Without changing anything, output the records below.

[Collected data]
- - - - - - -

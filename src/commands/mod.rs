//! Command implementations for the graft CLI

pub mod apply;
pub mod completions;
pub mod helpers;
pub mod resolve;
pub mod status;
pub mod upgrade;
pub mod validate;
pub mod version;
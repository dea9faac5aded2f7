//! Graph checks for the resolver
//!
//! This module provides:
//! - Circular dependency detection, per queue item and over a whole resolution
//! - Lineage of an already resolved entry (for incremental resolution)

use std::collections::BTreeSet;

use crate::config::lockfile::LockEntry;
use crate::error::{GraftError, Result};

use super::Resolution;

/// Check for circular dependency in resolution stack
///
/// # Errors
///
/// Returns `GraftError::Cycle` if `name` is one of its own ancestors.
pub fn check_cycle(name: &str, ancestry: &[String]) -> Result<()> {
    let Some(start) = ancestry.iter().position(|n| n == name) else {
        return Ok(());
    };
    let mut chain = ancestry[start..].to_vec();
    chain.push(name.to_string());
    Err(GraftError::Cycle {
        chain: chain.join(" -> "),
    })
}

/// Check the `requires` graph of a whole resolution for cycles
///
/// Names are visited in sorted order, so the reported chain does not
/// depend on the order dependencies were discovered in.
///
/// # Errors
///
/// Returns `GraftError::Cycle` naming the first cycle found.
pub fn check_graph(resolution: &Resolution) -> Result<()> {
    let mut done = BTreeSet::new();
    let mut path = Vec::new();
    for name in resolution.keys() {
        visit(resolution, name, &mut path, &mut done)?;
    }
    Ok(())
}

fn visit<'r>(
    resolution: &'r Resolution,
    name: &'r str,
    path: &mut Vec<&'r str>,
    done: &mut BTreeSet<&'r str>,
) -> Result<()> {
    if let Some(start) = path.iter().position(|n| *n == name) {
        let mut chain = path[start..].to_vec();
        chain.push(name);
        return Err(GraftError::Cycle {
            chain: chain.join(" -> "),
        });
    }
    if done.contains(name) {
        return Ok(());
    }
    let Some(entry) = resolution.get(name) else {
        return Ok(());
    };

    path.push(name);
    for dep in &entry.requires {
        visit(resolution, dep, path, done)?;
    }
    path.pop();
    done.insert(name);
    Ok(())
}

/// Path from a direct dependency down to `name`, following the first dependent
pub fn lineage(resolution: &Resolution, name: &str) -> Vec<String> {
    let mut chain = vec![name.to_string()];
    let mut current = resolution.get(name);

    while let Some(parent) = current.and_then(first_dependent) {
        if chain.iter().any(|n| n == parent) {
            break;
        }
        chain.push(parent.to_string());
        current = resolution.get(parent);
    }

    chain.reverse();
    chain
}

fn first_dependent(entry: &LockEntry) -> Option<&str> {
    if entry.direct {
        return None;
    }
    entry.required_by.first().map(String::as_str)
}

- - - - - - -

[Answer to the problem]:
filename src/commands/mod.rs
//! Command implementations for the graft CLI

pub mod apply;
pub mod completions;
pub mod helpers;
pub mod resolve;
pub mod status;
pub mod upgrade;
pub mod validate;
pub mod version;
repository dea9faac5aded2f7
//! Graph checks for the resolver
//!
//! This module provides:
//! - Circular dependency detection, per queue item and over a whole resolution
//! - Lineage of an already resolved entry (for incremental resolution)

use std::collections::BTreeSet;

use crate::config::lockfile::LockEntry;
use crate::error::{GraftError, Result};

use super::Resolution;

/// Check for circular dependency in resolution stack
///
/// # Errors
///
/// Returns `GraftError::Cycle` if `name` is one of its own ancestors.
pub fn check_cycle(name: &str, ancestry: &[String]) -> Result<()> {
    let Some(start) = ancestry.iter().position(|n| n == name) else {
        return Ok(());
    };
    let mut chain = ancestry[start..].to_vec();
    chain.push(name.to_string());
    Err(GraftError::Cycle {
        chain: chain.join(" -> "),
    })
}

/// Check the `requires` graph of a whole resolution for cycles
///
/// Names are visited in sorted order, so the reported chain does not
/// depend on the order dependencies were discovered in.
///
/// # Errors
///
/// Returns `GraftError::Cycle` naming the first cycle found.
pub fn check_graph(resolution: &Resolution) -> Result<()> {
    let mut done = BTreeSet::new();
    let mut path = Vec::new();
    for name in resolution.keys() {
        visit(resolution, name, &mut path, &mut done)?;
    }
    Ok(())
}

fn visit<'r>(
    resolution: &'r Resolution,
    name: &'r str,
    path: &mut Vec<&'r str>,
    done: &mut BTreeSet<&'r str>,
) -> Result<()> {
    if let Some(start) = path.iter().position(|n| *n == name) {
        let mut chain = path[start..].to_vec();
        chain.push(name);
        return Err(GraftError::Cycle {
            chain: chain.join(" -> "),
        });
    }
    if done.contains(name) {
        return Ok(());
    }
    let Some(entry) = resolution.get(name) else {
        return Ok(());
    };

    path.push(name);
    for dep in &entry.requires {
        visit(resolution, dep, path, done)?;
    }
    path.pop();
    done.insert(name);
    Ok(())
}

/// Path from a direct dependency down to `name`, following the first dependent
pub fn lineage(resolution: &Resolution, name: &str) -> Vec<String> {
    let mut chain = vec![name.to_string()];
    let mut current = resolution.get(name);

    while let Some(parent) = current.and_then(first_dependent) {
        if chain.iter().any(|n| n == parent) {
            break;
        }
        chain.push(parent.to_string());
        current = resolution.get(parent);
    }

    chain.reverse();
    chain
}

fn first_dependent(entry: &LockEntry) -> Option<&str> {
    if entry.direct {
        return None;
    }
    entry.required_by.first().map(String::as_str)
}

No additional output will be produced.